Network representation of how these 73 independently validated target proteins of active drugs (Appendix 1—figure 4) interact with IR-DR signature at a pathway level is presented in Figure 2A (Benjamini-Hochberg corrected p-values). The GO terms are scaled by the total number of significant terms and labelled by the top-level category (Figure 2B). Coloured orange (Figure 2B), a module of the ‘carboxylic acid biosynthetic process’ pathway contains genes that, when more ‘active,’ positively modulate the IR-DR signature (Z = 8.3, p=1 × 10–9). Each pathway is also coloured (Figure 2C) to indicate whether it contains a known drug target or was part of the IR-DR signature. The IR-DR assay genes formed eight pathway clusters, of which the majority directly contain some RNAi validated protein targets, for example, ‘negative regulation of phosphate metabolic process’ (coloured brown, q-value 1 × 10–7). As with the analysis of the individual PKC isoforms, there are compelling examples of proteins contributing to metabolic disease, for example, SMAD3 (+87 IR-DR score from OE and –95 IR-DR score from RNAi) is an in vivo-validated IR pathway (Budi et al., 2019; Sun et al., 2015; Tan et al., 2011). However, if multi-gene DR assays are to be used for optimising drug properties, it is critical to establish that they can produce quantitative pharmacological feedback when comparing related drugs (Hopkins, 2008).

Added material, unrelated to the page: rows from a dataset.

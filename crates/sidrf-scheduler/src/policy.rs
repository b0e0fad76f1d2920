//! Scheduling policy abstraction

use sidrf_core::{PolicyCounters, PolicyKind, SidrfResult, SimulationConfig, Task};

use crate::sidrf::SidrfScheduler;

/// A scheduling policy driven by the simulator.
///
/// Implementations own their queues and accounting; the simulator only feeds
/// tasks in and advances simulated time.
pub trait SchedulingPolicy {
    /// Which policy this is
    fn kind(&self) -> PolicyKind;

    /// Add a task to the waiting queue without allocating anything
    fn enqueue(&mut self, task: Task);

    /// Advance simulated time by `time` units
    fn advance(&mut self, time: f64);

    /// Simulated time advanced so far
    fn elapsed_time(&self) -> f64;

    /// Remaining CPU time over all waiting and running tasks
    fn pending_work(&self) -> f64;

    /// Whether no task is waiting or running
    fn is_idle(&self) -> bool;

    /// Tasks that have finished, in completion order
    fn finished(&self) -> &[Task];

    /// Consume the policy and return its finished tasks
    fn into_finished(self: Box<Self>) -> Vec<Task>;

    fn counters(&self) -> PolicyCounters;
}

/// Build the policy selected by `config` over the given capacities
pub fn build_policy(
    config: &SimulationConfig,
    capacity: Vec<f64>,
) -> SidrfResult<Box<dyn SchedulingPolicy>> {
    config.validate()?;
    match config.policy {
        PolicyKind::Sidrf => Ok(Box::new(SidrfScheduler::new(capacity, config))),
    }
}
//! SIDRF scheduling engine
//!
//! Dominant-resource fairness blended with cumulative service time. Each
//! scheduling step runs three phases:
//!
//! 1. **Preemption**: when the total waiting time of queued tasks exceeds
//!    `alpha` times the total runtime of running tasks, running tasks are
//!    evicted heaviest-user-first while their user's cumulative runtime is
//!    above `min(avg_finish_time / |waiting|, beta)`.
//! 2. **Admission**: while every resource has idle capacity, the waiting task
//!    of the user with the smallest dominant share is started if it fits.
//!    If it does not fit, admission stops for this step; smaller tasks
//!    further back are not considered.
//! 3. **Execution**: running tasks advance by `min(time left, lease_time)`.
//!    Completed tasks release their resources, and everything still waiting
//!    accrues the time the step took.

use sidrf_core::resources;
use sidrf_core::{PolicyCounters, PolicyKind, SimulationConfig, Task, UserId};
use std::collections::BTreeSet;
use tracing::{debug, info, trace};

use crate::ledger::UserLedger;
use crate::policy::SchedulingPolicy;

/// SIDRF scheduler state
pub struct SidrfScheduler {
    /// Total capacity per resource dimension
    capacity: Vec<f64>,
    /// Sum of the demands of all running tasks
    consumed: Vec<f64>,
    /// Tasks waiting for admission, in queue order
    waiting: Vec<Task>,
    running: Vec<Task>,
    /// Completed tasks, in completion order
    finished: Vec<Task>,
    ledger: UserLedger,
    /// Share weight of the resource component
    p: f64,
    alpha: f64,
    beta: f64,
    lease_time: f64,
    /// Mean runtime of finished tasks
    avg_finish_time: f64,
    elapsed_time: f64,
    counters: PolicyCounters,
}

impl SidrfScheduler {
    /// Create a scheduler over `capacity` with the parameters of `config`
    pub fn new(capacity: Vec<f64>, config: &SimulationConfig) -> Self {
        info!(
            resources = capacity.len(),
            p = config.p,
            alpha = config.alpha,
            beta = config.beta,
            lease_time = config.lease_time,
            "SIDRF scheduler initialized"
        );

        let num_resources = capacity.len();
        Self {
            consumed: vec![0.0; num_resources],
            capacity,
            waiting: Vec::new(),
            running: Vec::new(),
            finished: Vec::new(),
            ledger: UserLedger::new(num_resources),
            p: config.p,
            alpha: config.alpha,
            beta: config.beta,
            lease_time: config.lease_time,
            avg_finish_time: 0.0,
            elapsed_time: 0.0,
            counters: PolicyCounters::default(),
        }
    }

    pub fn capacity(&self) -> &[f64] {
        &self.capacity
    }

    /// Resources held by running tasks, per dimension
    pub fn consumed(&self) -> &[f64] {
        &self.consumed
    }

    pub fn waiting(&self) -> &[Task] {
        &self.waiting
    }

    pub fn running(&self) -> &[Task] {
        &self.running
    }

    pub fn ledger(&self) -> &UserLedger {
        &self.ledger
    }

    pub fn avg_finish_time(&self) -> f64 {
        self.avg_finish_time
    }

    /// Cumulative runtime above which a running task may be preempted.
    ///
    /// Infinite while nothing waits. Before any task has finished the average
    /// is 0, so any user with positive runtime is preemptible.
    pub fn preemption_threshold(&self) -> f64 {
        if self.waiting.is_empty() {
            return f64::INFINITY;
        }
        (self.avg_finish_time / self.waiting.len() as f64).min(self.beta)
    }

    fn preemption_triggered(&self) -> bool {
        let waited: f64 = self.waiting.iter().map(Task::waiting_time).sum();
        let ran: f64 = self.running.iter().map(Task::runtime).sum();
        waited > self.alpha * ran
    }

    fn maybe_preempt(&mut self) {
        if !self.preemption_triggered() {
            return;
        }

        // Stable sort, so ties keep their running-queue order.
        let ledger = &self.ledger;
        self.running.sort_by(|a, b| {
            ledger
                .cumulative_runtime(b.user_id)
                .total_cmp(&ledger.cumulative_runtime(a.user_id))
        });

        while let Some(head) = self.running.first() {
            let usage = self.ledger.cumulative_runtime(head.user_id);
            let threshold = self.preemption_threshold();
            if usage <= threshold {
                break;
            }

            let task = self.running.remove(0);
            self.release(&task);
            self.counters.preemptions += 1;
            debug!(
                user_id = task.user_id,
                task_id = task.task_id,
                runtime = task.runtime(),
                usage = usage,
                threshold = threshold,
                "Preempted task"
            );
            self.waiting.push(task);
        }
    }

    /// Index of the first waiting task whose user has the strictly smallest share
    fn min_share_index(&self) -> Option<usize> {
        let mut best: Option<(usize, f64)> = None;
        for (idx, task) in self.waiting.iter().enumerate() {
            let share = self.ledger.share(task.user_id);
            if best.map_or(true, |(_, min)| share < min) {
                best = Some((idx, share));
            }
        }
        best.map(|(idx, _)| idx)
    }

    fn admit(&mut self) {
        while resources::has_headroom(&self.consumed, &self.capacity) {
            let Some(idx) = self.min_share_index() else {
                break;
            };
            if !resources::fits(&self.waiting[idx].demand, &self.consumed, &self.capacity) {
                break;
            }

            let task = self.waiting.remove(idx);
            resources::add_assign(&mut self.consumed, &task.demand);
            resources::add_assign(&mut self.ledger.account_mut(task.user_id).allocated, &task.demand);
            let share = self.ledger.recompute_share(task.user_id, &self.capacity, self.p);
            self.counters.admissions += 1;

            debug!(
                user_id = task.user_id,
                task_id = task.task_id,
                share = share,
                "Admitted task"
            );
            self.running.push(task);
        }
    }

    /// Return the resources of a task that has already left the running queue
    fn release(&mut self, task: &Task) {
        resources::sub_assign(&mut self.consumed, &task.demand);
        if self.running.is_empty() {
            self.consumed.iter_mut().for_each(|c| *c = 0.0);
        }

        let user_still_running = self.running.iter().any(|t| t.user_id == task.user_id);
        let account = self.ledger.account_mut(task.user_id);
        resources::sub_assign(&mut account.allocated, &task.demand);
        if !user_still_running {
            account.allocated.iter_mut().for_each(|a| *a = 0.0);
        }

        self.ledger.recompute_share(task.user_id, &self.capacity, self.p);
    }

    fn record_finish(&mut self, task: Task) {
        let count = self.finished.len() as f64;
        self.avg_finish_time = (self.avg_finish_time * count + task.runtime()) / (count + 1.0);
        self.counters.completions += 1;

        debug!(
            user_id = task.user_id,
            task_id = task.task_id,
            completion_time = task.completion_time(),
            waiting_time = task.waiting_time(),
            "Task finished"
        );
        self.finished.push(task);
    }

    /// Run every running task for `quantum` and retire the completed ones.
    ///
    /// Returns how long the step took: the largest amount of service any
    /// running task actually used.
    fn run_quantum(&mut self, quantum: f64) -> f64 {
        let mut step: f64 = 0.0;
        let mut served: BTreeSet<UserId> = BTreeSet::new();
        let mut still_running = Vec::with_capacity(self.running.len());
        let mut completed = Vec::new();

        for mut task in std::mem::take(&mut self.running) {
            let leftover = task.residual_time(quantum);
            let used = quantum - leftover;
            step = step.max(used);

            let account = self.ledger.account_mut(task.user_id);
            account.cumulative_runtime = account.cumulative_runtime.max(task.runtime());
            served.insert(task.user_id);

            if task.is_completed() {
                completed.push(task);
            } else {
                still_running.push(task);
            }
        }
        self.running = still_running;

        for task in completed {
            self.release(&task);
            self.record_finish(task);
        }
        for user in served {
            self.ledger.recompute_share(user, &self.capacity, self.p);
        }

        step
    }
}

impl SchedulingPolicy for SidrfScheduler {
    fn kind(&self) -> PolicyKind {
        PolicyKind::Sidrf
    }

    fn enqueue(&mut self, task: Task) {
        trace!(user_id = task.user_id, task_id = task.task_id, "Enqueued task");
        self.waiting.push(task);
    }

    fn advance(&mut self, time: f64) {
        self.elapsed_time += time;

        let mut remaining = time;
        while remaining > 0.0 {
            if self.is_idle() {
                break;
            }

            self.maybe_preempt();
            self.admit();

            let quantum = remaining.min(self.lease_time);
            // Nothing admissible is running: the step is idle but time still passes.
            let step = if self.running.is_empty() {
                quantum
            } else {
                self.run_quantum(quantum)
            };

            for task in &mut self.waiting {
                task.wait(step);
            }
            remaining -= step;

            trace!(
                quantum = quantum,
                step = step,
                waiting = self.waiting.len(),
                running = self.running.len(),
                "Scheduling step"
            );
        }
    }

    fn elapsed_time(&self) -> f64 {
        self.elapsed_time
    }

    fn pending_work(&self) -> f64 {
        self.waiting
            .iter()
            .chain(&self.running)
            .map(Task::remaining_time)
            .sum()
    }

    fn is_idle(&self) -> bool {
        self.waiting.is_empty() && self.running.is_empty()
    }

    fn finished(&self) -> &[Task] {
        &self.finished
    }

    fn into_finished(self: Box<Self>) -> Vec<Task> {
        self.finished
    }

    fn counters(&self) -> PolicyCounters {
        self.counters
    }
}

Aggregated IR-DR assay score directly relates to pharmacologically derived in vitro potency
The relationship between in vitro drug potency and IR-DR assay score for 37 compounds (Appendix 1—figure 5), nominally targeting epidermal growth factor receptor (EGFR or HER1) tyrosine kinase, was investigated. This stress-induced inflammatory protein has recently emerged as a target for treating metabolic disease and neurodegeneration (Donath, 2021; Menden et al., 2019; Norambuena et al., 2017). One endogenous EGFR ligand, amphiregulin, is induced by high-fat feeding to drive TNF-mediated IR (Skurski et al., 2020), while EGFR is overexpressed in astrocytes of Alzheimer’s disease (AD). The EGFR inhibitor afatinib (IR-DR score = 77) attenuates astrocyte activation (Chen et al., 2019) while inhibition of EGFR can reduce FOXK1 and FOXK2 phosphorylation (Klaeger et al., 2017) to normalise mTORC1-regulated autophagy and reduce IR (Bowman et al., 2014; Jahng et al., 2019). Nine EGFR inhibitors have been screened against >300 kinases (Davis et al., 2011; Klaeger et al., 2017), which enabled us to directly contrast laboratory-derived kinase selectivity with the IR-DR score. Potency versus EGFR directly related to IR-DR assay score (Figure 3A), yet this could not fully explain why certain compounds were inactive. Cluster analysis of the most targeted proteins (<300 nM potency for at least one compound) illustrated that alisertib, the only potent EGFR inhibitor with a negative IR-DR score (–90), inhibited PLK4, AURKB and AURKA (Figure 3B). Orantinib, a 24 nM inhibitor of AURKB, also had a negative IR-DR score (–77), as did MK-5108, an inhibitor of AURKB and AURKA (–90), indicating that alisertib’s profile reflects pharmacology beyond EGFR (probably AURKB as AURKB KD had an IR-DR score of –83, Table S3).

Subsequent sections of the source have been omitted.